Lululemon shares plummet as tariff costs, rivals threaten profit outlook

Lululemon has revised its profit forecast for the year downwards due to increased costs to offset US tariffs and lackluster demand for its latest products, failing to attract customers away from emerging athleisure competitors like Vuori.
Following the announcement, Lululemon Athletica’s shares plummeted by 22% in after-hours trading on Thursday.
In a statement, Lululemon attributed the lower store traffic in the Americas to economic uncertainty, inflationary pressures, decreased consumer confidence, and shifts in discretionary spending.
The ongoing global tariffs under President Trump’s administration have raised concerns about stagflation, prompting even affluent consumers to prioritize essential purchases.
To counter the impact of tariffs on margins, companies are diversifying their sourcing and implementing price hikes.
Lululemon’s CFO Meghan Frank stated that the company plans to implement strategic price increases on a small portion of its products, which will be modest in nature.
Additionally, Lululemon will engage in negotiations with suppliers and implement cost-cutting measures, as mentioned in a recent filing.

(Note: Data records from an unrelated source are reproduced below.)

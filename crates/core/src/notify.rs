// SPDX-License-Identifier: BUSL-1.1
// Copyright (c) 2026 Alfred Jean LLC

//! User-facing notifications

use serde::Serialize;
use std::fmt;

/// Notification severity
#[derive(Debug, Clone, Copy, PartialEq, Eq, Serialize)]
#[serde(rename_all = "lowercase")]
pub enum NotifyLevel {
    Info,
    Success,
    Warning,
    Error,
}

impl NotifyLevel {
    pub fn icon(self) -> &'static str {
        match self {
            NotifyLevel::Success => "✅",
            NotifyLevel::Error => "❌",
            NotifyLevel::Warning => "⚠️",
            NotifyLevel::Info => "ℹ️",
        }
    }
}

/// A short message shown to the user
#[derive(Debug, Clone, PartialEq, Eq, Serialize)]
pub struct Notification {
    pub message: String,
    pub level: NotifyLevel,
}

impl Notification {
    pub fn new(message: impl Into<String>, level: NotifyLevel) -> Self {
        Self {
            message: message.into(),
            level,
        }
    }

    pub fn info(message: impl Into<String>) -> Self {
        Self::new(message, NotifyLevel::Info)
    }

    pub fn success(message: impl Into<String>) -> Self {
        Self::new(message, NotifyLevel::Success)
    }

    pub fn warning(message: impl Into<String>) -> Self {
        Self::new(message, NotifyLevel::Warning)
    }

    pub fn error(message: impl Into<String>) -> Self {
        Self::new(message, NotifyLevel::Error)
    }
}

impl fmt::Display for Notification {
    fn fmt(&self, f: &mut fmt::Formatter<'_>) -> fmt::Result {
        write!(f, "{} {}", self.level.icon(), self.message)
    }
}
// SPDX-License-Identifier: BUSL-1.1
// Copyright (c) 2026 Alfred Jean LLC

//! Deployment steps and validated step plans
//!
//! A [`StepPlan`] is built once per deployment request from raw
//! [`StepSpec`] definitions. Construction is the only place a step can be
//! rejected; a plan that exists is always runnable.

use serde::{Deserialize, Serialize};
use std::time::Duration;
use thiserror::Error;

/// Errors raised while building a [`StepPlan`]
#[derive(Debug, Clone, PartialEq, Eq, Error)]
pub enum InvalidStepError {
    #[error("step {index} has an empty name")]
    EmptyName { index: usize },
    #[error("step {index} ({name}) has negative duration: {duration_ms}ms")]
    NegativeDuration {
        index: usize,
        name: String,
        duration_ms: i64,
    },
}

/// Raw step definition as it appears in configuration
#[derive(Debug, Clone, PartialEq, Eq, Serialize, Deserialize)]
pub struct StepSpec {
    pub name: String,
    pub duration_ms: i64,
}

impl StepSpec {
    pub fn new(name: impl Into<String>, duration_ms: i64) -> Self {
        Self {
            name: name.into(),
            duration_ms,
        }
    }
}

/// One validated unit of simulated deployment work
#[derive(Debug, Clone, PartialEq, Eq)]
pub struct Step {
    name: String,
    duration: Duration,
}

impl Step {
    pub fn name(&self) -> &str {
        &self.name
    }

    pub fn duration(&self) -> Duration {
        self.duration
    }

    fn from_spec(index: usize, spec: &StepSpec) -> Result<Self, InvalidStepError> {
        let name = spec.name.trim();
        if name.is_empty() {
            return Err(InvalidStepError::EmptyName { index });
        }
        let millis = u64::try_from(spec.duration_ms).map_err(|_| {
            InvalidStepError::NegativeDuration {
                index,
                name: name.to_string(),
                duration_ms: spec.duration_ms,
            }
        })?;
        Ok(Self {
            name: name.to_string(),
            duration: Duration::from_millis(millis),
        })
    }
}

/// Ordered, immutable sequence of steps
#[derive(Debug, Clone, Default, PartialEq, Eq)]
pub struct StepPlan {
    steps: Vec<Step>,
}

impl StepPlan {
    /// Validate every spec, failing on the first malformed one
    pub fn new<'a>(specs: impl IntoIterator<Item = &'a StepSpec>) -> Result<Self, InvalidStepError> {
        let steps = specs
            .into_iter()
            .enumerate()
            .map(|(index, spec)| Step::from_spec(index, spec))
            .collect::<Result<Vec<_>, _>>()?;
        Ok(Self { steps })
    }

    /// The five-step bot deployment used when no plan is configured
    pub fn default_specs() -> Vec<StepSpec> {
        vec![
            StepSpec::new("Validating Input", 1000),
            StepSpec::new("Checking Dependencies", 1500),
            StepSpec::new("Installing Packages", 2000),
            StepSpec::new("Configuring Bot", 1000),
            StepSpec::new("Starting Services", 1500),
        ]
    }

    pub fn steps(&self) -> &[Step] {
        &self.steps
    }

    pub fn get(&self, index: usize) -> Option<&Step> {
        self.steps.get(index)
    }

    pub fn len(&self) -> usize {
        self.steps.len()
    }

    pub fn is_empty(&self) -> bool {
        self.steps.is_empty()
    }

    /// Sum of all step durations
    pub fn total_duration(&self) -> Duration {
        self.steps.iter().map(Step::duration).sum()
    }

    /// Plan made of the steps from `index` onwards, for caller-driven retries
    pub fn remaining_from(&self, index: usize) -> Self {
        Self {
            steps: self.steps.iter().skip(index).cloned().collect(),
        }
    }
}

#[cfg(test)]
#[path = "step_tests.rs"]
mod tests;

In 2024, 40% of Lululemon’s products were manufactured in Vietnam, with 28% of its fabrics sourced from mainland China.
The company now anticipates annual profits to fall within the range of $14.58 to $14.78 per share, compared to the previous forecast of $14.95 to $15.15 per share.
Lululemon also predicted second-quarter profits below the average estimate from LSEG, while its revenue forecast of $2.54 billion to $2.56 billion remained largely unchanged.
Despite introducing new apparel lines for both men and women, such as the Glow Up activewear collection and the lifestyle trousers Daydrift, these initiatives have not significantly boosted sales for Lululemon.
David Swartz from Morningstar noted that Lululemon has a track record of surpassing expectations, making the lack of raised estimates a disappointment in the eyes of investors.